Explore The Monomoy National Wildlife Refuge

Posted by Mark Washburn on Tuesday, January 13th, 2015 at 10:20am


The natural beauty of the Cape shines through in so many locations, among them, Monomoy National Wildlife Refuge.  This is the place to experience the Cape in a mostly untouched, natural environment.

The Refuge was started in the 1940’s, originally as a migratory bird habitat.  With eight miles of sand stretching from the elbow of Cape Cod, the area provides the barrier islands of South and North Monomoy.  There are also 40-acres of land on Morris Island making up the property.  This is where you’ll find the visitor center and the site’s headquarters.

If that’s not enough, prepare to take in more than 7,000 acres of freshwater and saltwater marshes, freshwater ponds, oceans and dunes.  The location provides a home and habitat for the Federally protected piping plover and the roseate tern.  In all, you’ll likely see around a dozen different species of water birds, shorebirds and seabirds making a nest on the islands.  The site is also home to the Atlantic seaboard’s second largest nesting colony of common terns.

Protecting the natural environment is what this refuge is all about.  Around 94-97% of the Wildlife Refuge is designated as a wilderness area.  Ecologically diverse, Monomoy is one of eight national wildlife refuges that make up the Eastern Massachusetts National Wildlife Refuge Complex.

When you go, be sure and bring your camera.  Around late July, you’ll likely spot shorebirds like sanderlings, semi-palmated and black-bellied plovers, red knots, oystercatchers and dunlin.  If you’re lucky, around Labor Day you may even spot long-billed dowitchers, western sandpipers and American golden-plovers.  Around this time, you can also expert to see such waterfowl as gadwall, teal and American widgeon.  Around early November is the best time to see eider and scoter.  Additional photo ops may come during the fall migration, including great horned owls, bald eagles and peregrine falcons.

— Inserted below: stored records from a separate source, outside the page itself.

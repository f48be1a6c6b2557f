use crate::registry::TypeRegistry;
use crate::types::VulkanType;

/// How one type occurrence is walked. Exactly one shape applies per visit.
#[derive(Debug, Clone, Copy, PartialEq, Eq)]
pub enum Shape {
    /// The `pNext` chain pointer.
    StructExtension,
    Compound,
    String,
    StringArray,
    StaticArray,
    Pointer,
    Value,
    /// Pointer-to-const-pointer of anything but `char`.
    Unsupported,
}

/// Select the shape in priority order: extension pointer, compound, string,
/// string array, static array, pointer, value.
pub fn classify(ty: &VulkanType, registry: &TypeRegistry) -> Shape {
    if ty.is_next_pointer() {
        return Shape::StructExtension;
    }
    if ty.is_pointer_to_const_pointer && !ty.is_string_array() {
        return Shape::Unsupported;
    }
    if registry.is_compound(&ty.type_name) {
        Shape::Compound
    } else if ty.is_string() {
        Shape::String
    } else if ty.is_string_array() {
        Shape::StringArray
    } else if ty.is_static_array() {
        Shape::StaticArray
    } else if ty.is_pointer() {
        Shape::Pointer
    } else {
        Shape::Value
    }
}

/// Whether a one-byte presence flag brackets the occurrence.
pub fn needs_presence_check(ty: &VulkanType, shape: Shape) -> bool {
    ty.is_optional
        && ty.is_pointer()
        && !ty.is_next_pointer()
        && shape != Shape::Unsupported
}

#[cfg(test)]
mod tests {
    use super::*;
    use crate::registry::TypeDef;
    use crate::types::VulkanCompoundType;

    fn reg() -> TypeRegistry {
        let mut reg = TypeRegistry::new();
        reg.add_type("VkBuffer", TypeDef::Handle);
        reg.add_compound(VulkanCompoundType::new(
            "VkExtent2D",
            vec![
                VulkanType::new("uint32_t", "width"),
                VulkanType::new("uint32_t", "height"),
            ],
        ));
        reg
    }

    fn decl(text: &str) -> VulkanType {
        VulkanType::from_decl(text).unwrap()
    }

    #[test]
    fn priority_order() {
        let reg = reg();
        assert_eq!(classify(&decl("const void* pNext"), &reg), Shape::StructExtension);
        assert_eq!(classify(&decl("const VkExtent2D* pExtent"), &reg), Shape::Compound);
        assert_eq!(classify(&decl("VkExtent2D extents[4]"), &reg), Shape::Compound);
        assert_eq!(
            classify(&decl("const char* pName").with_len("null-terminated"), &reg),
            Shape::String
        );
        assert_eq!(classify(&decl("const char* const* ppNames"), &reg), Shape::StringArray);
        assert_eq!(classify(&decl("char name[256]"), &reg), Shape::StaticArray);
        assert_eq!(classify(&decl("const VkBuffer* pBuffers"), &reg), Shape::Pointer);
        assert_eq!(classify(&decl("VkBuffer buffer"), &reg), Shape::Value);
    }

    #[test]
    fn const_pointer_pointer_is_unsupported() {
        let reg = reg();
        let ty = decl("const VkExtent2D* const* ppExtents");
        assert_eq!(classify(&ty, &reg), Shape::Unsupported);
        assert!(!needs_presence_check(&ty.clone().optional(), Shape::Unsupported));
    }

    #[test]
    fn presence_check_rules() {
        let reg = reg();
        let opt = decl("const VkExtent2D* pExtent").optional();
        assert!(needs_presence_check(&opt, classify(&opt, &reg)));
        let value = decl("uint32_t count").optional();
        assert!(!needs_presence_check(&value, classify(&value, &reg)));
        let next = decl("const void* pNext");
        assert!(!needs_presence_check(&next, classify(&next, &reg)));
    }
}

Other attractions for visitors include the thousands of grey seals, the harbor seals from the months of August through May, and the numerous other animals like deer, coyotes and muskrats.  The area is also home to horseshoe crabs.  You’ll likely also be able to see more than 160 different species of plants.

Other options while visiting the refuge include hiking, guided tours, history programs and fishing.  You’ll find a number of exhibits, as well as brochures and even a bookstore on Morris Island.  Be sure to call before you go, though, because the visitor’s center is only open seasonally.